2.2 Emploi et passage dans l'environnement
Le 2-nitropropane est utilisé comme solvant, principalement en
mélange, et il a de nombreuses applications industrielles en tant
que tel pour la confection d'encres d'imprimerie, de peintures, de
vernis, d'adhésifs et autres revêtements, comme par exemple ceux que
l'on utilise dans les récipients contenant des boissons. On
l'utilise également comme solvant pour séparer des composés très
voisins comme les acides gras, comme intermédiaire en synthèse
chimique et comme additif dans les carburants. C'est principalement
par l'intermédiaire de l'air qu'il passe dans l'environnement,
surtout par évaporation à partir des surfaces enduites de produits
qui en contiennent.
3. Transport et distribution dans l'environnement
Le 2-nitropropane se révèle très mobile dans le milieu naturel.
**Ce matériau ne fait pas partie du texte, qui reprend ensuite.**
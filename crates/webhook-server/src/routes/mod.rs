//! Route handlers for the webhook server.

pub mod chatbot;
pub mod conversations;
pub mod health;
pub mod webhooks;

use axum::routing::{get, post};
use axum::Router;

use crate::state::AppState;
use crate::ws;

/// Build the router with all routes.
pub fn router() -> Router<AppState> {
    Router::new()
        // Provider webhooks
        .route("/webhook/twilio", post(webhooks::twilio))
        .route("/webhook/evolution", post(webhooks::evolution))
        .route("/webhook/waha", post(webhooks::waha))
        .route("/webhook/n8n", post(webhooks::n8n))
        // Health check
        .route("/health", get(health::health))
        // Agent-facing conversation API
        .route("/conversations", get(conversations::list))
        .route(
            "/conversations/:id/messages",
            get(conversations::messages),
        )
        .route("/conversations/:id/reply", post(conversations::reply))
        .route("/conversations/:id/close", post(conversations::close))
        .route("/conversations/:id/assign", post(conversations::assign))
        .route("/conversations/:id/status", post(conversations::status))
        // Chatbot management
        .route("/chatbot/analytics", get(chatbot::analytics))
        .route(
            "/chatbot/clear-context/:customer_key",
            post(chatbot::clear_context),
        )
        .route("/chatbot/cleanup-contexts", post(chatbot::cleanup_contexts))
        // Realtime channel for agents
        .route("/ws", get(ws::ws_handler))
}
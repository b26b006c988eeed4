//! Customer-facing notices sent around escalations and closures.

use crate::escalation::EscalationReason;

/// The notice sent to the customer when a conversation escalates, worded
/// per reason.
pub fn escalation_notice(reason: EscalationReason, display_name: &str) -> String {
    match reason {
        EscalationReason::UserRequested => format!(
            "Perfeito, {display_name}! Vou conectar você com um de nossos atendentes. \
             Um momento, por favor."
        ),
        EscalationReason::MaxBotResponses => format!(
            "Para melhor atendê-lo, {display_name}, vou conectar você com um atendente \
             especializado."
        ),
        EscalationReason::ComplexIntent => format!(
            "Entendo que sua solicitação é importante, {display_name}. Vou conectar \
             você com um especialista que pode ajudá-lo melhor."
        ),
        EscalationReason::UserFrustration => format!(
            "Peço desculpas pela confusão, {display_name}. Vou transferir você para um \
             atendente humano agora."
        ),
        EscalationReason::PreviousEscalation => format!(
            "Como solicitado, {display_name}, vou conectar você com um atendente."
        ),
        EscalationReason::OutsideBusinessHours => format!(
            "Como estamos fora do horário comercial, {display_name}, vou conectar você \
             com nosso atendente de plantão."
        ),
        EscalationReason::AllTiersFailed => format!(
            "Para garantir o melhor atendimento, {display_name}, vou conectar você com \
             nossa equipe."
        ),
    }
}

/// The notice sent to the customer when an agent closes the conversation.
pub fn closing_notice(display_name: &str) -> String {
    format!(
        "Obrigado pelo contato, {display_name}! Sua conversa foi finalizada. \
         Se precisar de mais alguma coisa, estaremos aqui!"
    )
}

#[cfg(test)]
mod tests {
    use super::*;

    #[test]
    fn every_reason_has_a_personalized_notice() {
        for reason in [
            EscalationReason::UserRequested,
            EscalationReason::MaxBotResponses,
            EscalationReason::ComplexIntent,
            EscalationReason::UserFrustration,
            EscalationReason::PreviousEscalation,
            EscalationReason::OutsideBusinessHours,
            EscalationReason::AllTiersFailed,
        ] {
            let notice = escalation_notice(reason, "Maria");
            assert!(notice.contains("Maria"), "notice for {reason} lacks the name");
            assert!(!notice.is_empty());
        }
    }

    #[test]
    fn closing_notice_mentions_customer() {
        assert!(closing_notice("Maria").contains("Maria"));
    }
}
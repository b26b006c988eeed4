//! The ordered responder chain.

use std::sync::Arc;
use std::time::Duration;

use tokio::time::timeout;
use tracing::{debug, warn};

use responder_core::{
    implies_handoff, ConversationContext, InboundEvent, Responder, ResponderOutcome,
};

/// A winning reply from the chain.
#[derive(Debug, Clone, PartialEq, Eq)]
pub struct ChainReply {
    /// Reply text for the customer.
    pub text: String,
    /// Which tier produced it.
    pub tier: String,
}

struct TierEntry {
    responder: Arc<dyn Responder>,
    timeout: Duration,
}

/// Ordered responder tiers, called one at a time; the first usable reply wins.
///
/// A timeout, transport error, empty reply or handoff-implying reply all
/// degrade to "no answer" and the chain falls through to the next tier.
/// With the permanent fallback installed last, the chain cannot come back
/// empty.
#[derive(Default)]
pub struct ResponderChain {
    tiers: Vec<TierEntry>,
}

impl ResponderChain {
    /// Create an empty chain.
    pub fn new() -> Self {
        Self { tiers: Vec::new() }
    }

    /// Append a tier with its per-call timeout. Builder-style.
    pub fn with_tier(mut self, responder: Arc<dyn Responder>, call_timeout: Duration) -> Self {
        self.push(responder, call_timeout);
        self
    }

    /// Append a tier with its per-call timeout.
    pub fn push(&mut self, responder: Arc<dyn Responder>, call_timeout: Duration) {
        self.tiers.push(TierEntry {
            responder,
            timeout: call_timeout,
        });
    }

    /// Number of installed tiers.
    pub fn len(&self) -> usize {
        self.tiers.len()
    }

    /// Whether no tiers are installed.
    pub fn is_empty(&self) -> bool {
        self.tiers.is_empty()
    }

    /// Ask each tier in order; return the first usable reply.
    pub async fn respond(
        &self,
        event: &InboundEvent,
        context: &ConversationContext,
    ) -> Option<ChainReply> {
        for entry in &self.tiers {
            let tier = entry.responder.tier().to_string();

            let outcome = match timeout(entry.timeout, entry.responder.try_respond(event, context))
                .await
            {
                Err(_) => {
                    warn!(tier = %tier, timeout_ms = entry.timeout.as_millis() as u64, "responder timed out");
                    continue;
                }
                Ok(Err(e)) => {
                    warn!(tier = %tier, error = %e, "responder failed");
                    continue;
                }
                Ok(Ok(outcome)) => outcome,
            };

            match outcome {
                ResponderOutcome::NoAnswer => {
                    debug!(tier = %tier, "responder passed");
                }
                ResponderOutcome::Responded { text } => {
                    let text = text.trim();
                    if text.is_empty() {
                        debug!(tier = %tier, "responder returned an empty reply");
                        continue;
                    }
                    if implies_handoff(text) {
                        debug!(tier = %tier, "responder reply implied a handoff, discarded");
                        continue;
                    }
                    return Some(ChainReply {
                        text: text.to_string(),
                        tier,
                    });
                }
            }
        }

        None
    }
}
//! Error types for the webhook server.

use axum::http::StatusCode;
use axum::response::{IntoResponse, Response};
use axum::Json;
use thiserror::Error;

use database::DatabaseError;

/// Errors surfaced by HTTP handlers.
#[derive(Debug, Error)]
pub enum ApiError {
    /// Ledger error.
    #[error("database error: {0}")]
    Database(#[from] DatabaseError),

    /// The caller presented no valid credential.
    #[error("unauthorized: {0}")]
    Unauthorized(String),

    /// The caller may not act on this conversation.
    #[error("forbidden: {0}")]
    Forbidden(String),

    /// The request itself is malformed.
    #[error("bad request: {0}")]
    BadRequest(String),
}

impl IntoResponse for ApiError {
    fn into_response(self) -> Response {
        let (status, message) = match &self {
            ApiError::Database(DatabaseError::NotFound { .. }) => {
                (StatusCode::NOT_FOUND, self.to_string())
            }
            ApiError::Database(DatabaseError::AlreadyClosed { .. }) => {
                (StatusCode::CONFLICT, self.to_string())
            }
            ApiError::Database(DatabaseError::InvalidStatus(_)) => {
                (StatusCode::BAD_REQUEST, self.to_string())
            }
            ApiError::Database(err) => {
                tracing::error!("Database error: {}", err);
                (StatusCode::INTERNAL_SERVER_ERROR, err.to_string())
            }
            ApiError::Unauthorized(_) => (StatusCode::UNAUTHORIZED, self.to_string()),
            ApiError::Forbidden(_) => (StatusCode::FORBIDDEN, self.to_string()),
            ApiError::BadRequest(_) => (StatusCode::BAD_REQUEST, self.to_string()),
        };

        let body = serde_json::json!({
            "error": message
        });

        (status, Json(body)).into_response()
    }
}

/// Result type for handlers.
pub type Result<T> = std::result::Result<T, ApiError>;
//! Health check route.

use axum::extract::State;
use axum::Json;
use serde_json::{json, Value};

use crate::state::AppState;

/// Liveness and a couple of cheap gauges.
pub async fn health(State(state): State<AppState>) -> Json<Value> {
    Json(json!({
        "status": "healthy",
        "connected_agents": state.notifier.connection_count().await,
    }))
}
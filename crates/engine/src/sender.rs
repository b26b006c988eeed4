//! Message sender trait and test implementations.

use async_trait::async_trait;

use crate::error::EngineError;

/// Trait for sending outbound texts to a customer.
///
/// Abstracted to support different WhatsApp gateways (Evolution, WAHA) and
/// tests. Failures are logged by the caller and never retried here; the
/// recorded conversation state stands regardless of delivery.
#[async_trait]
pub trait MessageSender: Send + Sync {
    /// Send a text message.
    ///
    /// # Arguments
    /// * `recipient` - Customer key (phone number)
    /// * `text` - Message content
    async fn send_text(&self, recipient: &str, text: &str) -> Result<(), EngineError>;
}

/// A no-op message sender for testing that discards all messages.
#[derive(Debug, Clone, Default)]
pub struct NoOpSender;

#[async_trait]
impl MessageSender for NoOpSender {
    async fn send_text(&self, _recipient: &str, _text: &str) -> Result<(), EngineError> {
        Ok(())
    }
}

/// A logging message sender for debugging that logs all sends.
#[derive(Debug, Clone, Default)]
pub struct LoggingSender;

#[async_trait]
impl MessageSender for LoggingSender {
    async fn send_text(&self, recipient: &str, text: &str) -> Result<(), EngineError> {
        tracing::info!(recipient = %recipient, "Sending message: {}", text);
        Ok(())
    }
}

#[cfg(test)]
mod tests {
    use super::*;

    #[tokio::test]
    async fn noop_sender_accepts_everything() {
        let sender = NoOpSender;
        sender.send_text("+5511999990000", "test").await.unwrap();
    }

    #[tokio::test]
    async fn logging_sender_accepts_everything() {
        let sender = LoggingSender;
        sender.send_text("+5511999990000", "test").await.unwrap();
    }
}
Du fait que sa solubilité dans l'eau, son adsorption par les
sédiments et sa bioaccumulation sont faibles et qu'il s'évapore
rapidement dans l'atmosphère, il se répartit dans l'air et l'eau
sans s'accumuler dans un compartiment particulier du milieu. Le
2-nitropropane absorbe le rayonnement ultra-violet aux longueurs
d'onde que l'on rencontre dans l'environnement et il est donc
probable qu'il subisse une lente photolyse dans l'atmosphère. Il est
également probable qu'il soit lentement transformé par voie
biologique en composés moins toxiques, tant dans l'environnement
aquatique que dans l'environnement terrestre.
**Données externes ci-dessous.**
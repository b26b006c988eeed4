//! Conversation routing and escalation engine.
//!
//! This crate decides, per inbound customer message, whether the automated
//! responder chain answers or a human agent takes over, and owns the gates
//! that sit in front of any automated send.
//!
//! # Architecture
//!
//! ```text
//! InboundEvent (from a provider webhook, already normalized)
//!          ↓
//! ┌─────────────────────────────────────────────────────────────┐
//! │                         ENGINE                              │
//! │                                                             │
//! │  1. Acquire the per-customer lock                           │
//! │         ↓                                                   │
//! │  2. Load context from the store (fresh if expired)          │
//! │         ↓                                                   │
//! │  3. Escalation policy (pure, fixed priority order)          │
//! │     • match → persist flags, produce escalation notice      │
//! │         ↓                                                   │
//! │  4. Responder chain, tier by tier under hard timeouts       │
//! │     • first usable reply wins                               │
//! │     • every tier dry → escalate anyway                      │
//! │         ↓                                                   │
//! │  5. Persist turn into the context store                     │
//! └─────────────────────────────────────────────────────────────┘
//! ```
//!
//! The outbound gate ([`gate`]) and the human-like send delay are applied by
//! the caller around the engine: gates before the turn runs, the delay right
//! before dispatch. Agent-authored replies bypass both.

mod chain;
mod config;
mod engine;
mod error;
pub mod escalation;
pub mod gate;
pub mod notices;
mod sender;
pub mod stage;

pub use chain::{ChainReply, ResponderChain};
pub use config::EngineConfig;
pub use engine::{Engine, EngineDecision};
pub use error::EngineError;
pub use escalation::{EscalationPolicy, EscalationReason};
pub use gate::{BusinessHours, GateDecision, HumanDelay, OutboundGate};
pub use sender::{LoggingSender, MessageSender, NoOpSender};

// Re-export commonly used types from dependencies
pub use context_store::{ContextStore, KeyedLocks, MemoryContextStore};
pub use responder_core::{InboundEvent, Responder, ResponderOutcome};
//! Inbound event types shared by the normalizer, the engine and the tiers.

use serde::{Deserialize, Serialize};

/// The messaging provider an inbound event arrived through.
#[derive(Debug, Clone, Copy, PartialEq, Eq, Serialize, Deserialize)]
#[serde(rename_all = "snake_case")]
pub enum SourceProvider {
    /// Twilio WhatsApp webhook (form-encoded).
    Twilio,
    /// Evolution API webhook (JSON).
    Evolution,
    /// WAHA webhook (JSON).
    Waha,
    /// n8n workflow webhook (JSON).
    N8n,
}

impl SourceProvider {
    /// Stable identifier used in logs and stored records.
    pub fn as_str(&self) -> &'static str {
        match self {
            Self::Twilio => "twilio",
            Self::Evolution => "evolution",
            Self::Waha => "waha",
            Self::N8n => "n8n",
        }
    }
}

impl std::fmt::Display for SourceProvider {
    fn fmt(&self, f: &mut std::fmt::Formatter<'_>) -> std::fmt::Result {
        f.write_str(self.as_str())
    }
}

/// A provider-neutral inbound customer message.
///
/// Every webhook payload collapses to this shape before it reaches the
/// escalation policy, regardless of the source provider's wire format.
#[derive(Debug, Clone, PartialEq, Eq, Serialize, Deserialize)]
pub struct InboundEvent {
    /// Stable identifier for the customer thread (typically a phone number).
    pub customer_key: String,
    /// Message text.
    pub text: String,
    /// Customer display name, already defaulted by the normalizer.
    pub display_name: String,
    /// Which provider produced the event.
    pub source_provider: SourceProvider,
}

impl InboundEvent {
    /// Create a new inbound event.
    pub fn new(
        customer_key: impl Into<String>,
        text: impl Into<String>,
        display_name: impl Into<String>,
        source_provider: SourceProvider,
    ) -> Self {
        Self {
            customer_key: customer_key.into(),
            text: text.into(),
            display_name: display_name.into(),
            source_provider,
        }
    }
}

#[cfg(test)]
mod tests {
    use super::*;

    #[test]
    fn provider_identifiers_are_stable() {
        assert_eq!(SourceProvider::Twilio.as_str(), "twilio");
        assert_eq!(SourceProvider::Evolution.as_str(), "evolution");
        assert_eq!(SourceProvider::Waha.as_str(), "waha");
        assert_eq!(SourceProvider::N8n.as_str(), "n8n");
    }

    #[test]
    fn event_construction() {
        let event = InboundEvent::new("+5511999990000", "Olá", "Maria", SourceProvider::Evolution);
        assert_eq!(event.customer_key, "+5511999990000");
        assert_eq!(event.display_name, "Maria");
        assert_eq!(event.source_provider, SourceProvider::Evolution);
    }
}
//! Configuration for the LLM responder tier.

use std::env;
use std::path::Path;

use responder_core::ResponderError;

/// Default system prompt file name.
pub const DEFAULT_PROMPT_FILE: &str = "LLM_PROMPT.md";

/// Configuration for [`LlmResponder`](crate::LlmResponder).
#[derive(Debug, Clone)]
pub struct LlmConfig {
    /// Base URL of the chat-completions API.
    pub api_url: String,

    /// API key for authentication.
    pub api_key: String,

    /// Model name to use.
    pub model: String,

    /// Optional system prompt override (replaces the built-in one).
    pub system_prompt: Option<String>,

    /// Maximum tokens for a reply.
    pub max_tokens: Option<u32>,

    /// Temperature for generation.
    pub temperature: Option<f32>,
}

impl Default for LlmConfig {
    fn default() -> Self {
        Self {
            api_url: "https://api.openai.com".to_string(),
            api_key: String::new(),
            model: "gpt-4o-mini".to_string(),
            system_prompt: None,
            max_tokens: Some(200),
            temperature: Some(0.7),
        }
    }
}

impl LlmConfig {
    /// Create configuration from environment variables.
    ///
    /// Required environment variables:
    /// - `LLM_API_KEY` - API key for authentication
    ///
    /// Optional environment variables:
    /// - `LLM_API_URL` - API URL (default: https://api.openai.com)
    /// - `LLM_MODEL` - Model name (default: gpt-4o-mini)
    /// - `LLM_SYSTEM_PROMPT` - System prompt (overrides prompt file)
    /// - `LLM_PROMPT_FILE` - Path to system prompt file (default: LLM_PROMPT.md)
    /// - `LLM_MAX_TOKENS` - Max tokens (default: 200)
    /// - `LLM_TEMPERATURE` - Temperature (default: 0.7)
    pub fn from_env() -> Result<Self, ResponderError> {
        let api_key = env::var("LLM_API_KEY")
            .map_err(|_| ResponderError::Configuration("LLM_API_KEY not set".to_string()))?;

        let api_url =
            env::var("LLM_API_URL").unwrap_or_else(|_| "https://api.openai.com".to_string());

        let model = env::var("LLM_MODEL").unwrap_or_else(|_| "gpt-4o-mini".to_string());

        let system_prompt = if let Ok(prompt) = env::var("LLM_SYSTEM_PROMPT") {
            Some(prompt)
        } else {
            let prompt_file =
                env::var("LLM_PROMPT_FILE").unwrap_or_else(|_| DEFAULT_PROMPT_FILE.to_string());
            load_prompt_file(&prompt_file)
        };

        let max_tokens = env::var("LLM_MAX_TOKENS")
            .ok()
            .and_then(|v| v.parse().ok())
            .or(Some(200));

        let temperature = env::var("LLM_TEMPERATURE")
            .ok()
            .and_then(|v| v.parse().ok())
            .or(Some(0.7));

        Ok(Self {
            api_url,
            api_key,
            model,
            system_prompt,
            max_tokens,
            temperature,
        })
    }

    /// Create a new config builder.
    pub fn builder() -> LlmConfigBuilder {
        LlmConfigBuilder::default()
    }
}

/// Builder for [`LlmConfig`].
#[derive(Debug, Default)]
pub struct LlmConfigBuilder {
    config: LlmConfig,
}

impl LlmConfigBuilder {
    /// Set the API key.
    pub fn api_key(mut self, key: impl Into<String>) -> Self {
        self.config.api_key = key.into();
        self
    }

    /// Set the API URL.
    pub fn api_url(mut self, url: impl Into<String>) -> Self {
        self.config.api_url = url.into();
        self
    }

    /// Set the model name.
    pub fn model(mut self, model: impl Into<String>) -> Self {
        self.config.model = model.into();
        self
    }

    /// Set the system prompt override.
    pub fn system_prompt(mut self, prompt: impl Into<String>) -> Self {
        self.config.system_prompt = Some(prompt.into());
        self
    }

    /// Set the max tokens.
    pub fn max_tokens(mut self, tokens: u32) -> Self {
        self.config.max_tokens = Some(tokens);
        self
    }

    /// Set the temperature.
    pub fn temperature(mut self, temperature: f32) -> Self {
        self.config.temperature = Some(temperature);
        self
    }

    /// Build the configuration.
    pub fn build(self) -> LlmConfig {
        self.config
    }
}

/// Load a prompt file, returning None if not found or empty.
fn load_prompt_file(path: impl AsRef<Path>) -> Option<String> {
    let path = path.as_ref();

    match std::fs::read_to_string(path) {
        Ok(content) => {
            let trimmed = content.trim();
            if trimmed.is_empty() {
                None
            } else {
                Some(trimmed.to_string())
            }
        }
        Err(_) => None,
    }
}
4. Concentrations dans l'environnement et exposition humaine
Il semble que l'exposition de la population générale au
2-nitropropane soit très faible et provienne de la fumée de
cigarettes (1,1 à 1,2 µg/cigarette), de résidus présents dans des
enduits ou revêtements tels qu'on en utilise pour les récipients
contenant des boissons, dans les adhésifs, les encres d'imprimerie,
ainsi que dans les huiles végétales que l'on fractionne au moyen de
ce solvant. On ignore quelle est l'importance de l'exposition des
travailleurs de l'industrie dans le monde, mais aux Etats-Unis
d'Amérique, il semble qu'elle soit limitée à 0,02-0,19 % du
personnel. Dans ce même pays, environ 4000 travailleurs (soit à peu
près 0,005 % de la main-d'oeuvre) subissent sans doute une
exposition notable (de l'ordre de 9,1 mg/m3(2,5 ppm) ou
davantage). Selon les pays, les limites d'exposition professionnelle
dans l'air vont de 36 mg/m3 (1 ppm) (TWA) à 146 mg/m3 (40 ppm)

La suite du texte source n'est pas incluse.